Spanish television series

La chica de ayer (English: The girl from yesterday) is a Spanish television series which first aired on the channel Antena 3 between 26 April and 14 June 2009. A detective show, it is based on the British series Life on Mars which features a policeman suddenly transported back to 1973. The Spanish version of the show is set four years later, in 1977, and takes its name from the Spanish song "La Chica de Ayer" by Nacha Pop in a similar manner to the British version which was named after the David Bowie song "Life on Mars?". It features Ernesto Alterio in the role of Samuel Santos, a modern-day police officer who finds himself in 1977 post-Franco Spain under the command of Quin Gallardo (Antonio Garrido), a tough old-school policeman contemptuous of his modern methods.
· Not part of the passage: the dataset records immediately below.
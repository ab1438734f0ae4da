//! The script command model: parsing, serialization, and the standard
//! P2PKH / P2SH templates.

use bytes::BufMut;

use bitx_codec::{
    decode::{WireDecode, take},
    encode::WireEncode,
    error::CodecError,
    varint::VarInt,
};

use super::{error::ScriptError, opcode};

/// Consensus cap on a script body.
pub const MAX_SCRIPT_SIZE: usize = 10_000;

/// A single script command: an opcode byte or a data element to push.
#[derive(Debug, Clone, PartialEq, Eq)]
pub enum Cmd {
    Op(u8),
    Data(Vec<u8>),
}

impl From<u8> for Cmd {
    fn from(op: u8) -> Self {
        Cmd::Op(op)
    }
}

impl From<Vec<u8>> for Cmd {
    fn from(data: Vec<u8>) -> Self {
        Cmd::Data(data)
    }
}

/// An ordered sequence of commands.
#[derive(Debug, Default, Clone, PartialEq, Eq)]
pub struct Script {
    cmds: Vec<Cmd>,
}

impl Script {
    pub fn new(cmds: Vec<Cmd>) -> Self {
        Self { cmds }
    }

    pub fn cmds(&self) -> &[Cmd] {
        &self.cmds
    }

    /// Parses a length-prefixed script off the front of `buf`.
    ///
    /// The body is a token stream: bytes 1..=75 push that many raw bytes,
    /// OP_PUSHDATA1/2/4 carry an explicit 1/2/4-byte little-endian length,
    /// and any other byte is an opcode.
    pub fn parse(buf: &[u8]) -> Result<(Self, &[u8]), ScriptError> {
        let (VarInt(length), rest) = VarInt::decode_unfinished(buf).map_err(ScriptError::Codec)?;
        let length = usize::try_from(length).map_err(|_| ScriptError::ScriptTooLong {
            len: usize::MAX,
        })?;
        if length > MAX_SCRIPT_SIZE {
            return Err(ScriptError::ScriptTooLong { len: length });
        }
        let (body, remaining) = take(rest, length)?;
        Ok((Self::parse_body(body)?, remaining))
    }

    fn parse_body(mut body: &[u8]) -> Result<Self, ScriptError> {
        let mut cmds = Vec::new();
        while let Some((&byte, rest)) = body.split_first() {
            body = rest;
            match byte {
                1..=75 => {
                    let (data, rest) = take(body, byte as usize)?;
                    cmds.push(Cmd::Data(data.to_vec()));
                    body = rest;
                }
                opcode::OP_PUSHDATA1 => {
                    let (len, rest) = u8::decode_unfinished(body)?;
                    let (data, rest) = take(rest, len as usize)?;
                    cmds.push(Cmd::Data(data.to_vec()));
                    body = rest;
                }
                opcode::OP_PUSHDATA2 => {
                    let (len, rest) = u16::decode_unfinished(body)?;
                    let (data, rest) = take(rest, len as usize)?;
                    cmds.push(Cmd::Data(data.to_vec()));
                    body = rest;
                }
                opcode::OP_PUSHDATA4 => {
                    let (len, rest) = u32::decode_unfinished(body)?;
                    let (data, rest) = take(rest, len as usize)?;
                    cmds.push(Cmd::Data(data.to_vec()));
                    body = rest;
                }
                op => cmds.push(Cmd::Op(op)),
            }
        }
        Ok(Self { cmds })
    }

    /// Serializes the command sequence without the length prefix, choosing
    /// the shortest push form for each data element.
    pub fn raw_serialize(&self, buf: &mut dyn BufMut) {
        for cmd in &self.cmds {
            match cmd {
                Cmd::Op(op) => buf.put_u8(*op),
                Cmd::Data(data) => match data.len() {
                    0..=75 => {
                        buf.put_u8(data.len() as u8);
                        buf.put_slice(data);
                    }
                    76..=255 => {
                        buf.put_u8(opcode::OP_PUSHDATA1);
                        buf.put_u8(data.len() as u8);
                        buf.put_slice(data);
                    }
                    256..=65535 => {
                        buf.put_u8(opcode::OP_PUSHDATA2);
                        buf.put_u16_le(data.len() as u16);
                        buf.put_slice(data);
                    }
                    _ => {
                        buf.put_u8(opcode::OP_PUSHDATA4);
                        buf.put_u32_le(data.len() as u32);
                        buf.put_slice(data);
                    }
                },
            }
        }
    }

    /// The standard pay-to-pubkey-hash locking script:
    /// `OP_DUP OP_HASH160 <h160> OP_EQUALVERIFY OP_CHECKSIG`.
    pub fn p2pkh(h160: &[u8; 20]) -> Self {
        Self::new(vec![
            Cmd::Op(opcode::OP_DUP),
            Cmd::Op(opcode::OP_HASH160),
            Cmd::Data(h160.to_vec()),
            Cmd::Op(opcode::OP_EQUALVERIFY),
            Cmd::Op(opcode::OP_CHECKSIG),
        ])
    }

    /// The standard pay-to-script-hash locking script:
    /// `OP_HASH160 <h160> OP_EQUAL`.
    pub fn p2sh(h160: &[u8; 20]) -> Self {
        Self::new(vec![
            Cmd::Op(opcode::OP_HASH160),
            Cmd::Data(h160.to_vec()),
            Cmd::Op(opcode::OP_EQUAL),
        ])
    }

    pub fn is_p2pkh(&self) -> bool {
        matches!(
            self.cmds.as_slice(),
            [
                Cmd::Op(opcode::OP_DUP),
                Cmd::Op(opcode::OP_HASH160),
                Cmd::Data(h160),
                Cmd::Op(opcode::OP_EQUALVERIFY),
                Cmd::Op(opcode::OP_CHECKSIG),
            ] if h160.len() == 20
        )
    }

    pub fn is_p2sh(&self) -> bool {
        matches!(
            self.cmds.as_slice(),
            [
                Cmd::Op(opcode::OP_HASH160),
                Cmd::Data(h160),
                Cmd::Op(opcode::OP_EQUAL),
            ] if h160.len() == 20
        )
    }
}

impl WireEncode for Script {
    fn encode(&self, buf: &mut dyn BufMut) {
        let mut body = Vec::new();
        self.raw_serialize(&mut body);
        VarInt(body.len() as u64).encode(buf);
        buf.put_slice(&body);
    }
}

impl WireDecode for Script {
    fn decode_unfinished(buf: &[u8]) -> Result<(Self, &[u8]), CodecError> {
        Script::parse(buf).map_err(|err| match err {
            ScriptError::Codec(codec) => codec,
            other => CodecError::Custom(other.to_string()),
        })
    }
}

/// Concatenation, used to run an unlocking script in front of the locking
/// script it spends.
impl std::ops::Add for Script {
    type Output = Script;

    fn add(self, rhs: Script) -> Script {
        let mut cmds = self.cmds;
        cmds.extend(rhs.cmds);
        Script { cmds }
    }
}

impl std::fmt::Display for Script {
    fn fmt(&self, f: &mut std::fmt::Formatter<'_>) -> std::fmt::Result {
        let mut first = true;
        for cmd in &self.cmds {
            if !first {
                write!(f, " ")?;
            }
            first = false;
            match cmd {
                Cmd::Op(op) => match opcode::name(*op) {
                    Some(name) => write!(f, "{name}")?,
                    None => write!(f, "OP_[{op}]")?,
                },
                Cmd::Data(data) => write!(f, "{}", hex::encode(data))?,
            }
        }
        Ok(())
    }
}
The show was not renewed for a second season. The producers made two versions of the season finale and aired the one written to wrap up the series if it did not continue.

== Episode list ==
1. "Regreso al pasado" ("Back to the past")
2. "La mujer del vestido rojo" ("The woman in the red dress")
3. "Llega el inspector Quintana" ("Inspector Quintana arrives")
4. "El padre de Samuel, en peligro" ("The father of Samuel, in danger")
5. "Vicente, el travestido" ("Vincent, the transvestite")
6. "El caso de las feministas" ("The case of the feminists")
7. "El abandono" ("Abandonment")
8. "La luz al final del túnel" ("The light at the end of the tunnel")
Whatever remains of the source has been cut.